EXERCISE:
For the records below, print the lines from the line with "print trace lines" through the line with "replaced in place." exactly as written; include both end lines and exclude the rest.

(Saved entries)
= = = =

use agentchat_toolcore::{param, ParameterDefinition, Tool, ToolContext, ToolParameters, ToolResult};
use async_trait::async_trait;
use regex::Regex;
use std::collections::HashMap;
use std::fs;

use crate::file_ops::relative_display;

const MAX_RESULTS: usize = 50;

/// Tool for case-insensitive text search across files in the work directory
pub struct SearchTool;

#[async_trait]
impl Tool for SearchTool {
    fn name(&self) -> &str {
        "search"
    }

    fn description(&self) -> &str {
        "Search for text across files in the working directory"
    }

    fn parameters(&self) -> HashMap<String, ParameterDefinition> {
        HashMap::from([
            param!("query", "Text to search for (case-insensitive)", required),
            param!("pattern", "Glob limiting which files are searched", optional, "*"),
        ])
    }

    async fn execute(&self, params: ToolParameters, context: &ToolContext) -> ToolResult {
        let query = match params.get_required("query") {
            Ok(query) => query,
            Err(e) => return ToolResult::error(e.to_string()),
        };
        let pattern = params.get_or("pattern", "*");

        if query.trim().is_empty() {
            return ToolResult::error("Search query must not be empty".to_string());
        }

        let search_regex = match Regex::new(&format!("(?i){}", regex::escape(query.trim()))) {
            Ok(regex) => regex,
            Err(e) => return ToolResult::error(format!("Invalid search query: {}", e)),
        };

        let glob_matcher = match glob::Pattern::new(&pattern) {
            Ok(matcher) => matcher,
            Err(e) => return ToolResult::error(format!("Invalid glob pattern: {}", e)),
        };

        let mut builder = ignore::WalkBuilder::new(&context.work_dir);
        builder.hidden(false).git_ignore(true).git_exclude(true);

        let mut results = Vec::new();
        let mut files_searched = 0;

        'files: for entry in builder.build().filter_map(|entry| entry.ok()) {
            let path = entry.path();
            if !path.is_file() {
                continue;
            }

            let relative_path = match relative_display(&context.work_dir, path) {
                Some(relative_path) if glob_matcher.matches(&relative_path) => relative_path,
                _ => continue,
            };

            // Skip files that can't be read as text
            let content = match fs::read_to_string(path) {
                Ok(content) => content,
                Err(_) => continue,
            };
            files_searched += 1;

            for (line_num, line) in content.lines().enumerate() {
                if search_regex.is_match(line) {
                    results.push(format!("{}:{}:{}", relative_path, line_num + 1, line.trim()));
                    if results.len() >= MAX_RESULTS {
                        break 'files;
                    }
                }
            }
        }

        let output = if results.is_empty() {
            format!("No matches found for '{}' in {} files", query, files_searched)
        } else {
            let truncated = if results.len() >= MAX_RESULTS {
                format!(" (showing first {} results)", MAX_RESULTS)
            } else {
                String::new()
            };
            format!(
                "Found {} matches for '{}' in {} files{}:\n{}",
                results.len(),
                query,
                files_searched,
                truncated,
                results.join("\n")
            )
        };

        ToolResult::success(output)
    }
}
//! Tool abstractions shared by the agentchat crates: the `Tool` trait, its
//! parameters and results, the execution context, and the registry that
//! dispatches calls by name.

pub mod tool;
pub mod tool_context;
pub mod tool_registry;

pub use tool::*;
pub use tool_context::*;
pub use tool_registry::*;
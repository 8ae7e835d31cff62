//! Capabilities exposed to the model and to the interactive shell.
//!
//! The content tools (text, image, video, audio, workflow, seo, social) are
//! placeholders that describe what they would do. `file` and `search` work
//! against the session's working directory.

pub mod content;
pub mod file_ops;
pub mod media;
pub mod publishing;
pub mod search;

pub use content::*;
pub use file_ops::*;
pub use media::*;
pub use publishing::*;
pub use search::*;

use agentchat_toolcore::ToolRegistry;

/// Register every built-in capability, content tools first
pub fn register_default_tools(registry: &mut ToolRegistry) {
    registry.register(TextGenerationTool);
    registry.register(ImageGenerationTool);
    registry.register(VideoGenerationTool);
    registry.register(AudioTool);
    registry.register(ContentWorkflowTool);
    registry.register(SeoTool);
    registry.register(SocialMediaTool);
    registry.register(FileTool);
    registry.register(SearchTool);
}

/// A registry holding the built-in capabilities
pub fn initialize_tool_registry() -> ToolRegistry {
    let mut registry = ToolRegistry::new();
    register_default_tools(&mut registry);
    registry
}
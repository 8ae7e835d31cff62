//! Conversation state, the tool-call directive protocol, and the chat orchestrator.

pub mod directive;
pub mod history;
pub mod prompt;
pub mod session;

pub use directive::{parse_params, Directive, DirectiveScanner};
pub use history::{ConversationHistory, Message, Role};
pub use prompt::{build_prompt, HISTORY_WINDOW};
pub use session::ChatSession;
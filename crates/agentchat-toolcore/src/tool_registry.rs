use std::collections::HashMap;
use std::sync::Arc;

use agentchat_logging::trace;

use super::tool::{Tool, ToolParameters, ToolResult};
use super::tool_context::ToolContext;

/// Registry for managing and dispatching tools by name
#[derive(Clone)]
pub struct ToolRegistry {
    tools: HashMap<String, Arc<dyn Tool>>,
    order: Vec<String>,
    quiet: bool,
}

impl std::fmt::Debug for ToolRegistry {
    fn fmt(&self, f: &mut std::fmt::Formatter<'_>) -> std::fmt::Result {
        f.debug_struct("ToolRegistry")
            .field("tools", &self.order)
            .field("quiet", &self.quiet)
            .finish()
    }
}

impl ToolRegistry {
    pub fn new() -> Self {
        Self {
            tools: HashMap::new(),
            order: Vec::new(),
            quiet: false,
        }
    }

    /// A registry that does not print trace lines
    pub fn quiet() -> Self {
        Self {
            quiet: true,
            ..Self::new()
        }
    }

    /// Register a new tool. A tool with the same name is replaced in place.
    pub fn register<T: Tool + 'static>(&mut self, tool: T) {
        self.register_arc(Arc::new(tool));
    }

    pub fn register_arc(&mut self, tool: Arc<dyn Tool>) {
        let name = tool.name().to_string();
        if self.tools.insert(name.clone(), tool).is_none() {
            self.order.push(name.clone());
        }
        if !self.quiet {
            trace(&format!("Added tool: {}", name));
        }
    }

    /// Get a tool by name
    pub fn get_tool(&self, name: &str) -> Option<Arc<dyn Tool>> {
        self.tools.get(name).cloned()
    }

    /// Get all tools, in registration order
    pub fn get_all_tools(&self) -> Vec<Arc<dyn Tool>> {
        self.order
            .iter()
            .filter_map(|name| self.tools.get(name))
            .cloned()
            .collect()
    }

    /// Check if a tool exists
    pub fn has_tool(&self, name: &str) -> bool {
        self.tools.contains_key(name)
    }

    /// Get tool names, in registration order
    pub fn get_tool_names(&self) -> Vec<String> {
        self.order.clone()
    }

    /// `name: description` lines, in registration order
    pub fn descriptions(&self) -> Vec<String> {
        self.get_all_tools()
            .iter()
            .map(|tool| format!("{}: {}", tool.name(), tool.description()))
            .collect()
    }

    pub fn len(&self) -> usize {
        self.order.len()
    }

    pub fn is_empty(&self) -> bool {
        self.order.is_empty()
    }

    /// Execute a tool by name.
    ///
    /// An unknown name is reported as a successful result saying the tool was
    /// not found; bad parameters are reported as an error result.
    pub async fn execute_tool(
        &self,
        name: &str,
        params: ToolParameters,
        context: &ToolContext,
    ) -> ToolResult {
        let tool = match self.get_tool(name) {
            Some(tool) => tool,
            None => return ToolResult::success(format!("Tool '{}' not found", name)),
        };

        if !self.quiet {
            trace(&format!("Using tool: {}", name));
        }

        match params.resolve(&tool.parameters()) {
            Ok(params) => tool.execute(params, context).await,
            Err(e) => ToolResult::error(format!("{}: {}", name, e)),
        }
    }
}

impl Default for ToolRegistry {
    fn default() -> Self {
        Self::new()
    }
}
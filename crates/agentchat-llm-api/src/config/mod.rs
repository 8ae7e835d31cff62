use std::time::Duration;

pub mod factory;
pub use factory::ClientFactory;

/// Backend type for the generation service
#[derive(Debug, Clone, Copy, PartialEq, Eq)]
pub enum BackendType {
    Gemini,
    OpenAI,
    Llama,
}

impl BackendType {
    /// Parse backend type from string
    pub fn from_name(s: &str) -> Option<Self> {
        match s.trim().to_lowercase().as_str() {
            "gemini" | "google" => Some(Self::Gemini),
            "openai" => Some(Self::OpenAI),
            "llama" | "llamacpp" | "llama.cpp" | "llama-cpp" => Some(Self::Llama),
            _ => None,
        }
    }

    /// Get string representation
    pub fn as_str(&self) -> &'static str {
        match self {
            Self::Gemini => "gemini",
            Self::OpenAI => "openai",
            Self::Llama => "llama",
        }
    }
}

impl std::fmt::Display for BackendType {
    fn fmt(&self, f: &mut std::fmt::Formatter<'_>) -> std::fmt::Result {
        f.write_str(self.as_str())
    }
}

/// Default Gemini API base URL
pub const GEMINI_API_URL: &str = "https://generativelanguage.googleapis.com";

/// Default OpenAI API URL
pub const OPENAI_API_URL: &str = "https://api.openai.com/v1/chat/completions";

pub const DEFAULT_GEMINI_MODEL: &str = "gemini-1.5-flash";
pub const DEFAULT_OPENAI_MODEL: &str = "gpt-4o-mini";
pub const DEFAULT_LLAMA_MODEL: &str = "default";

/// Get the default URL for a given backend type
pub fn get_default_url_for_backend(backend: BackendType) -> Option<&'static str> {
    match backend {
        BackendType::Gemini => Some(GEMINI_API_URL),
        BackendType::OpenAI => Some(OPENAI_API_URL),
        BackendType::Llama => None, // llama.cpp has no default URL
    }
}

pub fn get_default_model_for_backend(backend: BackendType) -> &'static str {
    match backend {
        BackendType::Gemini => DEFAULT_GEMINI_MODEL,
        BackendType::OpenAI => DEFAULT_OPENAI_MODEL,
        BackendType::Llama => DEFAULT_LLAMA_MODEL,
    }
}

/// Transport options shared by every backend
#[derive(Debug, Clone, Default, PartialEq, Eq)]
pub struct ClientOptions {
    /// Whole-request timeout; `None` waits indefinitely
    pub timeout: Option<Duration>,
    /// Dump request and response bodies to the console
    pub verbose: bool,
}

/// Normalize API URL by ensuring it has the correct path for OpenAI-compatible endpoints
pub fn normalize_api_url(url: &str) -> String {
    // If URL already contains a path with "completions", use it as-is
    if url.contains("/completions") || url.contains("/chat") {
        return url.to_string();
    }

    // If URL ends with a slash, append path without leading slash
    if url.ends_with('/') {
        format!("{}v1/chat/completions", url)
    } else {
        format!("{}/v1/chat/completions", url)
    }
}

= = = =

TASK RESULT:
    /// A registry that does not print trace lines
    pub fn quiet() -> Self {
        Self {
            quiet: true,
            ..Self::new()
        }
    }

    /// Register a new tool. A tool with the same name is replaced in place.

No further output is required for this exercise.